The older woman in question is Luisa (Maribel Verdu), a cousin by marriage to Tenoch Iturbide (Diego Luna), the wealthy teenage son of a corrupt politician. Tenoch and his best friend, Julio Zapata (Gael Garcia Bernal), meet Luisa at a fancy event where the bodyguards outnumber the guests. She's there, luminous in white, with her lout of a husband. The boys jockey for her attention -- would she like to come to the perfect beach with them? Heaven's Mouth, they call it, with the drunken bravado of boys swiping at the unattainable -- unattainable because she won't say yes, and because the place doesn't exist anyway.
But a few days later, she does say yes. The boys are off like a shot, getting sketchy directions from a friend and grinning at their unbelievable good fortune. Previously glum at the thought of a sexless summer -- their girlfriends have left for Europe -- they're more than ready to leave behind their drugs from "Frisco," and their homoerotic swimming and whacking-off competitions.
So their trip commences, and as the trio gets to know one another, the viewer grows acquainted with the country through which they travel. Luisa is from Spain, as much a tourist in Mexico as many U.S. moviegoers might be. An omnipotent voice-over serves as a guide, narrating both the inner lives of the characters, and the unseen stories behind specific places and encounters. As Tenoch and Julio bitch about getting caught in a traffic jam, we hear about its cause: the death of a bricklayer, who shortened his walk to work by taking the overpass and was run over in the process. At first distracting, the voice-overs become mesmerizing -- think of the narration in Amelie, but with melancholy instead of whimsy -- detailing tragedies and secrets lying beneath a sunny surface. Yes, we are watching a movie about the explosive joy of sex and freedom, but there is something darker and sadder at work, too: the knowledge that ecstasy won't last forever.

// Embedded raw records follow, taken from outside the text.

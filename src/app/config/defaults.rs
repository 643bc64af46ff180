// SPDX-License-Identifier: MPL-2.0
//! Default values for the `[dragbox]` section.

/// Name of the layout slot the box mounts into.
pub const DEFAULT_TARGET: &str = "files";

/// `0` means no upper bound on the selection.
pub const DEFAULT_MAX_FILES: usize = 0;

pub const DEFAULT_ENFORCE_ACCEPT: bool = false;
// SPDX-License-Identifier: MPL-2.0
//! Selected file values.
//!
//! A [`File`] is an immutable description of something the user picked or
//! dropped. Identity is reference identity: cloning a `File` yields the same
//! file, while two files built from identical attributes stay distinct.

use std::fmt;
use std::path::{Path, PathBuf};
use std::sync::atomic::{AtomicU64, Ordering};
use std::sync::Arc;

/// Mime prefix shared by every previewable image type.
const IMAGE_MIME_PREFIX: &str = "image/";

// =============================================================================
// FileId
// =============================================================================

/// Stable identifier assigned to a file when it enters a selection.
///
/// Positions shift on every removal; ids do not. View bindings (remove
/// buttons) hold an id and resolve it to a position only when used.
#[derive(Debug, Clone, Copy, PartialEq, Eq, Hash, PartialOrd, Ord)]
pub struct FileId(u64);

impl FileId {
    /// Returns a new process-unique id.
    #[must_use]
    pub fn next() -> Self {
        static COUNTER: AtomicU64 = AtomicU64::new(1);
        Self(COUNTER.fetch_add(1, Ordering::Relaxed))
    }

    /// Returns the raw id value.
    #[must_use]
    pub fn value(self) -> u64 {
        self.0
    }
}

impl fmt::Display for FileId {
    fn fmt(&self, f: &mut fmt::Formatter<'_>) -> fmt::Result {
        write!(f, "#{}", self.0)
    }
}

// =============================================================================
// File
// =============================================================================

#[derive(Debug)]
struct FileData {
    name: String,
    size: u64,
    mime_type: String,
    path: Option<PathBuf>,
}

/// A file offered to the selection box.
#[derive(Debug, Clone)]
pub struct File(Arc<FileData>);

impl File {
    /// Creates a file that has no backing path (e.g. added programmatically).
    pub fn new(name: impl Into<String>, size: u64, mime_type: impl Into<String>) -> Self {
        Self(Arc::new(FileData {
            name: name.into(),
            size,
            mime_type: mime_type.into(),
            path: None,
        }))
    }

    /// Creates a file backed by a filesystem path.
    pub fn with_path(
        name: impl Into<String>,
        size: u64,
        mime_type: impl Into<String>,
        path: impl Into<PathBuf>,
    ) -> Self {
        Self(Arc::new(FileData {
            name: name.into(),
            size,
            mime_type: mime_type.into(),
            path: Some(path.into()),
        }))
    }

    #[must_use]
    pub fn name(&self) -> &str {
        &self.0.name
    }

    /// Size in bytes.
    #[must_use]
    pub fn size(&self) -> u64 {
        self.0.size
    }

    #[must_use]
    pub fn mime_type(&self) -> &str {
        &self.0.mime_type
    }

    #[must_use]
    pub fn path(&self) -> Option<&Path> {
        self.0.path.as_deref()
    }

    /// Returns `true` when the mime type is an `image/*` type.
    #[must_use]
    pub fn is_image(&self) -> bool {
        self.0.mime_type.starts_with(IMAGE_MIME_PREFIX)
    }
}

impl PartialEq for File {
    fn eq(&self, other: &Self) -> bool {
        Arc::ptr_eq(&self.0, &other.0)
    }
}

impl Eq for File {}

impl fmt::Display for File {
    fn fmt(&self, f: &mut fmt::Formatter<'_>) -> fmt::Result {
        write!(f, "{} ({}, {} B)", self.0.name, self.0.mime_type, self.0.size)
    }
}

The boys are too raw and young to realize this, of course, too inebriated with the feel of Luisa and, eventually, the stink of their own rivalry. Before the trip, Tenoch and Julio lived in a drugged-out oblivion, a happy companionship untroubled by the differences in their status: one rich and one the lower-middle-class son of a single mother. Even their last names reflect this -- Iturbide after a mighty Mexican emperor and Zapata after the revolutionary. The camera spells out these differences at every turn. As the young men crow happily in their car, they cruise past police harassing vendors, roadside crosses marking car accidents. "I wonder why we came," comes from the radio, as they drive through a desperately poor village, "I wonder why."
As for Luisa -- quick-witted, but also filled with a yearning sensuality and pathos --we can't quite make out why she's putting up with the charming yet obnoxious boys, humoring their bumbling attempts at foreplay. Is she fulfilling her thwarted dream of traveling and seeing the world? Or is she re-creating a coltish love from her past? Whatever her motives, she has a kind of desperate watchfulness. When the movie pauses, allowing them all one perfect, idyllic day, she's the one old enough to ask, "Do you ever wish you could live forever?"
Luisa captures the essence of the movie. "You are so lucky to live in Mexico," she says. "Look at it -- it breathes with life." The same is true of this film -- sometimes frustratingly meandering, sometimes electric with happiness and suffering. There are a few perfect days in one's life, the movie seems to say, and then there's the rest of it. But even the rest -- an old granny doing a shimmy, a monkey riding on a car -- has its joy. And as for the dream? Sometimes it's even more perfect for having been lost.